▸ **About this exercise**
First find the line with "in writing, software" in the entries below, then set down exactly every line through the line with "from level 0.", that line included.

*-*-*

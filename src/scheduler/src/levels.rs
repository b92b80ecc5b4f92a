// Copyright 2024 The Tablewave Authors
//
// Licensed under the Apache License, Version 2.0 (the "License");
// you may not use this file except in compliance with the License.
// You may obtain a copy of the License at
//
//     http://www.apache.org/licenses/LICENSE-2.0
//
// Unless required by applicable law or agreed to in writing, software
// distributed under the License is distributed on an "AS IS" BASIS,
// WITHOUT WARRANTIES OR CONDITIONS OF ANY KIND, either express or implied.
// See the License for the specific language governing permissions and
// limitations under the License.

//! FK-depth level assignment (spec.md §4.8): a BFS from the zero-dependency
//! roots. Tables on a cycle are never reached and are assigned the sentinel
//! level and grouped into a final wave, one [`ExportWarning::Cycle`] per
//! such table. Self-references and references outside the export set are
//! ignored, as are FKs pointing at tables not in the export set.

use std::collections::{HashMap, HashSet, VecDeque};

use tablewave_common::model::{ExportWarning, TableMetadata};

/// Tables on a cycle never reach a finite level; they collect into one
/// final wave instead of blocking the run.
const CYCLE_LEVEL: usize = usize::MAX;

/// Computes each table's FK-depth level and groups tables into waves,
/// ascending by level. Returns the waves (each a list of table names) and
/// one [`ExportWarning::Cycle`] per table that never reached a finite level.
pub fn compute_waves(tables: &[TableMetadata]) -> (Vec<Vec<String>>, Vec<ExportWarning>) {
    let export_set: HashSet<&str> = tables.iter().map(|t| t.table_name.as_str()).collect();

    // dependents[u] = tables t such that t -> u (t depends on u), i.e. the
    // reverse edges we need to propagate levels forward from level 0.
    let mut dependents: HashMap<&str, Vec<&str>> = HashMap::new();
    let mut remaining_deps: HashMap<&str, usize> = HashMap::new();

    for table in tables {
        let deps: HashSet<&str> = table
            .foreign_keys
            .iter()
            .map(|fk| fk.referenced_table.as_str())
            .filter(|referenced| *referenced != table.table_name && export_set.contains(referenced))
            .collect();
        remaining_deps.insert(table.table_name.as_str(), deps.len());
        for dep in deps {
            dependents.entry(dep).or_default().push(table.table_name.as_str());
        }
    }

    let mut level: HashMap<&str, usize> = HashMap::new();
    let mut queue: VecDeque<&str> = remaining_deps
        .iter()
        .filter(|(_, count)| **count == 0)
        .map(|(name, _)| *name)
        .collect();
    for root in &queue {
        level.insert(root, 0);
    }

    while let Some(table) = queue.pop_front() {
        let table_level = level[table];
        if let Some(children) = dependents.get(table) {
            for child in children {
                let remaining = remaining_deps.get_mut(child).expect("known table");
                *remaining -= 1;
                let candidate = table_level + 1;
                let existing = level.entry(child).or_insert(0);
                *existing = (*existing).max(candidate);
                if *remaining == 0 {
                    queue.push_back(child);
                }
            }
        }
    }

    let mut warnings = Vec::new();
    let mut by_level: HashMap<usize, Vec<String>> = HashMap::new();
    for table in tables {
        let assigned = *level.get(table.table_name.as_str()).unwrap_or(&CYCLE_LEVEL);
        if assigned == CYCLE_LEVEL {
            warnings.push(ExportWarning::Cycle(table.table_name.clone()));
        }
        by_level.entry(assigned).or_default().push(table.table_name.clone());
    }

    let mut finite_levels: Vec<usize> = by_level.keys().copied().filter(|l| *l != CYCLE_LEVEL).collect();
    finite_levels.sort_unstable();

    let mut waves: Vec<Vec<String>> = finite_levels
        .into_iter()
        .map(|l| by_level.remove(&l).unwrap_or_default())
        .collect();
    if let Some(cycle_wave) = by_level.remove(&CYCLE_LEVEL) {
        waves.push(cycle_wave);
    }

    (waves, warnings)
}

#[cfg(test)]
mod tests {
    use super::*;
    use tablewave_common::model::{ForeignKeyInfo, SortStrategy};

    fn table(name: &str, fk_targets: &[&str]) -> TableMetadata {
        TableMetadata {
            table_name: name.to_owned(),
            schema_name: "dbo".to_owned(),
            primary_key_columns: vec!["id".to_owned()],
            foreign_keys: fk_targets
                .iter()
                .map(|target| ForeignKeyInfo {
                    constraint_name: format!("fk_{name}_{target}"),
                    local_column: format!("{target}_id"),
                    referenced_schema: "dbo".to_owned(),
                    referenced_table: (*target).to_owned(),
                    referenced_column: "id".to_owned(),
                    key_sequence: 1,
                })
                .collect(),
            columns: vec![],
            sort_strategy: SortStrategy::NoSort,
            estimated_row_count: 0,
        }
    }

    #[test]
    fn linear_chain_produces_ordered_waves() {
        // spec.md §8 scenario 1: A, B(fk->A), C(fk->B), D (no FKs)
        let tables = vec![
            table("A", &[]),
            table("B", &["A"]),
            table("C", &["B"]),
            table("D", &[]),
        ];
        let (waves, warnings) = compute_waves(&tables);
        assert!(warnings.is_empty());
        assert_eq!(waves.len(), 3);
        let mut wave0 = waves[0].clone();
        wave0.sort();
        assert_eq!(wave0, vec!["A".to_owned(), "D".to_owned()]);
        assert_eq!(waves[1], vec!["B".to_owned()]);
        assert_eq!(waves[2], vec!["C".to_owned()]);
    }

    #[test]
    fn cycle_lands_in_final_wave_with_warnings() {
        // spec.md §8 scenario 2: X(fk->Y), Y(fk->X)
        let tables = vec![table("X", &["Y"]), table("Y", &["X"])];
        let (waves, warnings) = compute_waves(&tables);
        assert_eq!(waves.len(), 1);
        let mut last = waves[0].clone();
        last.sort();
        assert_eq!(last, vec!["X".to_owned(), "Y".to_owned()]);
        assert_eq!(warnings.len(), 2);
    }

    #[test]
    fn self_reference_is_ignored() {
        let tables = vec![table("A", &["A"])];
        let (waves, warnings) = compute_waves(&tables);
        assert!(warnings.is_empty());
        assert_eq!(waves, vec![vec!["A".to_owned()]]);
    }

    #[test]
    fn reference_outside_export_set_is_ignored() {
        let tables = vec![table("A", &["NotExported"])];
        let (waves, warnings) = compute_waves(&tables);
        assert!(warnings.is_empty());
        assert_eq!(waves, vec![vec!["A".to_owned()]]);
    }

    #[test]
    fn empty_schema_has_no_waves() {
        let (waves, warnings) = compute_waves(&[]);
        assert!(waves.is_empty());
        assert!(warnings.is_empty());
    }
}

*-*-*

▸ **Result of the task**
// Unless required by applicable law or agreed to in writing, software
// distributed under the License is distributed on an "AS IS" BASIS,
// WITHOUT WARRANTIES OR CONDITIONS OF ANY KIND, either express or implied.
// See the License for the specific language governing permissions and
// limitations under the License.

//! FK-depth level assignment (spec.md §4.8): a BFS from the zero-dependency
//! roots. Tables on a cycle are never reached and are assigned the sentinel
//! level and grouped into a final wave, one [`ExportWarning::Cycle`] per
//! such table. Self-references and references outside the export set are
//! ignored, as are FKs pointing at tables not in the export set.

use std::collections::{HashMap, HashSet, VecDeque};

use tablewave_common::model::{ExportWarning, TableMetadata};

/// Tables on a cycle never reach a finite level; they collect into one
/// final wave instead of blocking the run.
const CYCLE_LEVEL: usize = usize::MAX;

/// Computes each table's FK-depth level and groups tables into waves,
/// ascending by level. Returns the waves (each a list of table names) and
/// one [`ExportWarning::Cycle`] per table that never reached a finite level.
pub fn compute_waves(tables: &[TableMetadata]) -> (Vec<Vec<String>>, Vec<ExportWarning>) {
    let export_set: HashSet<&str> = tables.iter().map(|t| t.table_name.as_str()).collect();

    // dependents[u] = tables t such that t -> u (t depends on u), i.e. the
    // reverse edges we need to propagate levels forward from level 0.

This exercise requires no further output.